(Supplied records begins)
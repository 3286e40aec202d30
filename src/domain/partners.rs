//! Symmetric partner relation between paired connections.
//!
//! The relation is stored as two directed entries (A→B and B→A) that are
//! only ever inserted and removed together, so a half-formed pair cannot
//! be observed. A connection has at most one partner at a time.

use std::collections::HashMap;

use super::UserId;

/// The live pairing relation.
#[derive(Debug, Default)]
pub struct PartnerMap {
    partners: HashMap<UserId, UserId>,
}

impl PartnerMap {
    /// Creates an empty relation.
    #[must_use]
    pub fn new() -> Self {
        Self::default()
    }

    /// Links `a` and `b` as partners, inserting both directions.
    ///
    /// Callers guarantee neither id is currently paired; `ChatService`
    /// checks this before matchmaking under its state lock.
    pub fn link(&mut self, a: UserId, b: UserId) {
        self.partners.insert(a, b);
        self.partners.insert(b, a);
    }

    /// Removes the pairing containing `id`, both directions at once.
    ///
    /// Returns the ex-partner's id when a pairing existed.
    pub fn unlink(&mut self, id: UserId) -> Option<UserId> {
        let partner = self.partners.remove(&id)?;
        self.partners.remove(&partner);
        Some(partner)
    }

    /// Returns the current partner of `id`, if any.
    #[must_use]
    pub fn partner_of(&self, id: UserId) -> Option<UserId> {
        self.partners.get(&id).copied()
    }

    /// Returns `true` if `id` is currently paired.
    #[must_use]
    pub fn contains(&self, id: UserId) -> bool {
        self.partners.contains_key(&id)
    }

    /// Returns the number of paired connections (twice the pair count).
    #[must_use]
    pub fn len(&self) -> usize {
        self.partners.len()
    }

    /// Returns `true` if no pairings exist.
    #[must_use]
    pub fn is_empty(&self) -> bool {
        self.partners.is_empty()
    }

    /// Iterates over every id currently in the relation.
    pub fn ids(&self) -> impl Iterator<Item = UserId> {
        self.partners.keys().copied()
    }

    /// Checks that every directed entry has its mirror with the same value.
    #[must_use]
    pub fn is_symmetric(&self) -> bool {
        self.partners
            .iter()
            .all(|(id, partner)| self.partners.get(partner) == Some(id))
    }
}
(Supplied records ends)
(Supplied records begins)
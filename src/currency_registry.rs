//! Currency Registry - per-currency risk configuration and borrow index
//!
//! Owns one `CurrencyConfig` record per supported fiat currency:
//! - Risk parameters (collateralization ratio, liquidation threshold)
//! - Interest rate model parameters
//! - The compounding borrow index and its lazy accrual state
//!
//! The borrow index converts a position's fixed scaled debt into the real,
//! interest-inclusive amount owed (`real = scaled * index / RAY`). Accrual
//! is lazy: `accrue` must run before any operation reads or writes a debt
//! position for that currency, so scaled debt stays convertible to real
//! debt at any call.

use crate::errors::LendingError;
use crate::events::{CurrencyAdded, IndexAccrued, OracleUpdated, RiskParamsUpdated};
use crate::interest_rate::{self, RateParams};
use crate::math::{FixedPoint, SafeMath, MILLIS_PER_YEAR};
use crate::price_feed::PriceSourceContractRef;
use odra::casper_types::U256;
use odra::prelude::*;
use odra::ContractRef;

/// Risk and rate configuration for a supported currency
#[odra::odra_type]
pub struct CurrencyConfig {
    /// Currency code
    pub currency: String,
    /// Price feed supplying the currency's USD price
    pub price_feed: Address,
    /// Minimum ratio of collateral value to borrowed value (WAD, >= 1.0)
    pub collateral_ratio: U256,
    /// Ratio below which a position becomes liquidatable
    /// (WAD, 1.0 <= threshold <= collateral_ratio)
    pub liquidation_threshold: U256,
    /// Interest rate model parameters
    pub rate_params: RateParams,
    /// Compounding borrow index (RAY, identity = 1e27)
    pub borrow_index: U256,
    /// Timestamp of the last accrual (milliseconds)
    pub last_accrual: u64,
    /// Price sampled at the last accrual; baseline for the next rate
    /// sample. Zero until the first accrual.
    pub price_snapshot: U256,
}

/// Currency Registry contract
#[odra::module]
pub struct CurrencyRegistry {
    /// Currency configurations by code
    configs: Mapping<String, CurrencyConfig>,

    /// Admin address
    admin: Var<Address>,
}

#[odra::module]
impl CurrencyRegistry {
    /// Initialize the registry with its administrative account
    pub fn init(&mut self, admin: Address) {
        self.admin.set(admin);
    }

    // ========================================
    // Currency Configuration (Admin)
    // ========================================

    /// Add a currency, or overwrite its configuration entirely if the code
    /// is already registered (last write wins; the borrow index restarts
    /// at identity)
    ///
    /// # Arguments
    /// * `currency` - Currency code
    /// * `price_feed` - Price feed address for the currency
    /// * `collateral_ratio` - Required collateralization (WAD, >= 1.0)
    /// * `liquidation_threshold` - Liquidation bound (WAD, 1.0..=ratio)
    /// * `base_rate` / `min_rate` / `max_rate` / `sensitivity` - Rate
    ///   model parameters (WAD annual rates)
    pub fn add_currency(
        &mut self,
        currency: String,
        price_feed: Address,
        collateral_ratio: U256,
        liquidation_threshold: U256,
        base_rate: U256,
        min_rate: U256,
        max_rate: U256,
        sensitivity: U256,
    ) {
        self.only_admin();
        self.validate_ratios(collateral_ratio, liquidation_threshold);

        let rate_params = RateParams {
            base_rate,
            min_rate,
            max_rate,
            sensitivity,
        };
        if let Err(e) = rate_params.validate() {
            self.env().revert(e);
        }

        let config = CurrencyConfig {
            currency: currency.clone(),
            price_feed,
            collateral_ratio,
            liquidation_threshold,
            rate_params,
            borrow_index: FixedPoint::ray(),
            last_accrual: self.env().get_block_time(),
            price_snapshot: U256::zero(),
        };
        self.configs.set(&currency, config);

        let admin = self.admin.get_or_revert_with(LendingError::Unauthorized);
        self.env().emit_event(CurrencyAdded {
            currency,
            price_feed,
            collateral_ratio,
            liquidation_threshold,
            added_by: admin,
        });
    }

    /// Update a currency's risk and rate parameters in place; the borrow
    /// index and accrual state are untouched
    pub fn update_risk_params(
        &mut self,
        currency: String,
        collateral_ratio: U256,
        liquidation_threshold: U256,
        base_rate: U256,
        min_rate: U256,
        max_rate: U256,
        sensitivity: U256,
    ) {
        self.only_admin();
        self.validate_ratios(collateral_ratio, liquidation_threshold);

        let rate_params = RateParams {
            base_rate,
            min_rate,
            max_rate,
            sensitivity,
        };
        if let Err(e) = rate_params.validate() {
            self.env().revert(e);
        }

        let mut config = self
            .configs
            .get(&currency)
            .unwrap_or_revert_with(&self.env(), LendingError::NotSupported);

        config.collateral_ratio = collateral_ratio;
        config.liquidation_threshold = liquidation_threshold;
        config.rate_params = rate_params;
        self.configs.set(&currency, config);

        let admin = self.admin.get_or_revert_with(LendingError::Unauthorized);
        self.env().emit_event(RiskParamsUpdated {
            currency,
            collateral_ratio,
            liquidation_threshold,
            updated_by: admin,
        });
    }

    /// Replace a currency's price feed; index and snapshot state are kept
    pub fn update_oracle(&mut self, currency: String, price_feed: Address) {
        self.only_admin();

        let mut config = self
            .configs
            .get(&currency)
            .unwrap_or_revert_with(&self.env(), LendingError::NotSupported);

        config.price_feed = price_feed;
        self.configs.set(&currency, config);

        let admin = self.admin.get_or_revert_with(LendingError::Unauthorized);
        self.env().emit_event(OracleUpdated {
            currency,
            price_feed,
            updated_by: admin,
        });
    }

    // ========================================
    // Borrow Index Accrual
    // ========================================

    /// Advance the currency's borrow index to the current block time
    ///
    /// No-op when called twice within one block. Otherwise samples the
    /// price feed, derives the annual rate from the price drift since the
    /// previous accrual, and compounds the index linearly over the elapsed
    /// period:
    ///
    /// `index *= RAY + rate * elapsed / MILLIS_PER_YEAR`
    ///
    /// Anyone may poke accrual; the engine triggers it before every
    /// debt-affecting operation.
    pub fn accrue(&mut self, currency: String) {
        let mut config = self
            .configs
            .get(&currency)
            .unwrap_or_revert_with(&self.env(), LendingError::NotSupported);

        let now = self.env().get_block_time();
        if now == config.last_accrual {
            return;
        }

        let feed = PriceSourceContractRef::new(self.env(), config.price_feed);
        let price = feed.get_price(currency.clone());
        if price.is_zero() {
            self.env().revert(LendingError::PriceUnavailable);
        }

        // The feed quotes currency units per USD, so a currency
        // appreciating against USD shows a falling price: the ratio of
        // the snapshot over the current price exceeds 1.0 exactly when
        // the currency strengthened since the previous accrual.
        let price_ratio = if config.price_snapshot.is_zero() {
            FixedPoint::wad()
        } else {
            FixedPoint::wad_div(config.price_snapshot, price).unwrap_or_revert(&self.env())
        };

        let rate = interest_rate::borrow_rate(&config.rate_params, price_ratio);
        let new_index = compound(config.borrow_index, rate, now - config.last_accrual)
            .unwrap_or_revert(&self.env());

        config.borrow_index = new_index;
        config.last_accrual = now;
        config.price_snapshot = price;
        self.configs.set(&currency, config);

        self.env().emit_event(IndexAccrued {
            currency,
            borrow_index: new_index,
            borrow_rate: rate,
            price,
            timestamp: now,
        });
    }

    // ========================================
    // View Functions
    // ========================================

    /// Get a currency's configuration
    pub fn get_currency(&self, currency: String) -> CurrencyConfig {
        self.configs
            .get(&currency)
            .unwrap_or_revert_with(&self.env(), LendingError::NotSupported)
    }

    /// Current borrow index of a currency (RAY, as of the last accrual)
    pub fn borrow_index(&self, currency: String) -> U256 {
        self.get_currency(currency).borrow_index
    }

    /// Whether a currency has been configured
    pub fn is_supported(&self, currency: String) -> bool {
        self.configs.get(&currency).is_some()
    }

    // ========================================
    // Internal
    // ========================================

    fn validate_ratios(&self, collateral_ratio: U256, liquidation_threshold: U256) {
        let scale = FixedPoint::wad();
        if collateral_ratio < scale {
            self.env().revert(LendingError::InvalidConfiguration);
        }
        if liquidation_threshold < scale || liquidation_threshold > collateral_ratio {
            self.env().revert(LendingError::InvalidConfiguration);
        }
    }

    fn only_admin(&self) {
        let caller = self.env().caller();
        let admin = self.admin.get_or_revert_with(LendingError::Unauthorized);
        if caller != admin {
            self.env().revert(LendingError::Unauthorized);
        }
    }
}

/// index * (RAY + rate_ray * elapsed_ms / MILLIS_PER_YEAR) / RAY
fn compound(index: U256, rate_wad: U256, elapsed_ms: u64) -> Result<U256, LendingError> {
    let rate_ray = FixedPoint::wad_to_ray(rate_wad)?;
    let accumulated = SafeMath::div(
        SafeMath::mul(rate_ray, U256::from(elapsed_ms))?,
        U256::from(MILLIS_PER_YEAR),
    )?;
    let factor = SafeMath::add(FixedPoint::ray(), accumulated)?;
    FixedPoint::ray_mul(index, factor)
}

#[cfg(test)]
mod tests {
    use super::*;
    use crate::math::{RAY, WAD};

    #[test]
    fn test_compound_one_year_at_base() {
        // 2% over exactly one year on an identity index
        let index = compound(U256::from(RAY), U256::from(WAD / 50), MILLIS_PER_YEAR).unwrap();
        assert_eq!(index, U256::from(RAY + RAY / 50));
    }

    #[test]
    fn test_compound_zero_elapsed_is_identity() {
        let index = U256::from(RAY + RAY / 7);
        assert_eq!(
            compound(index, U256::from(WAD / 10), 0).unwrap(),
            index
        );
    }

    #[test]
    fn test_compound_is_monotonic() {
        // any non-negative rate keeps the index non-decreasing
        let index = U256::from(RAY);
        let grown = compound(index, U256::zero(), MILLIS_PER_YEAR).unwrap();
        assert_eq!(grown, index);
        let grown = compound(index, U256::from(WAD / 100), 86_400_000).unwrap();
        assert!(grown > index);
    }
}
(Supplied records ends)
# Brief
Set down again, word for word, the stretch of records from the line with "assert_eq!(index, U256::from(RAY +" to the line with "assert_eq!(grown, index);", both of those lines included.

# Answer to this problem
        assert_eq!(index, U256::from(RAY + RAY / 50));
    }

    #[test]
    fn test_compound_zero_elapsed_is_identity() {
        let index = U256::from(RAY + RAY / 7);
        assert_eq!(
            compound(index, U256::from(WAD / 10), 0).unwrap(),
            index
        );
    }

    #[test]
    fn test_compound_is_monotonic() {
        // any non-negative rate keeps the index non-decreasing
        let index = U256::from(RAY);
        let grown = compound(index, U256::zero(), MILLIS_PER_YEAR).unwrap();
        assert_eq!(grown, index);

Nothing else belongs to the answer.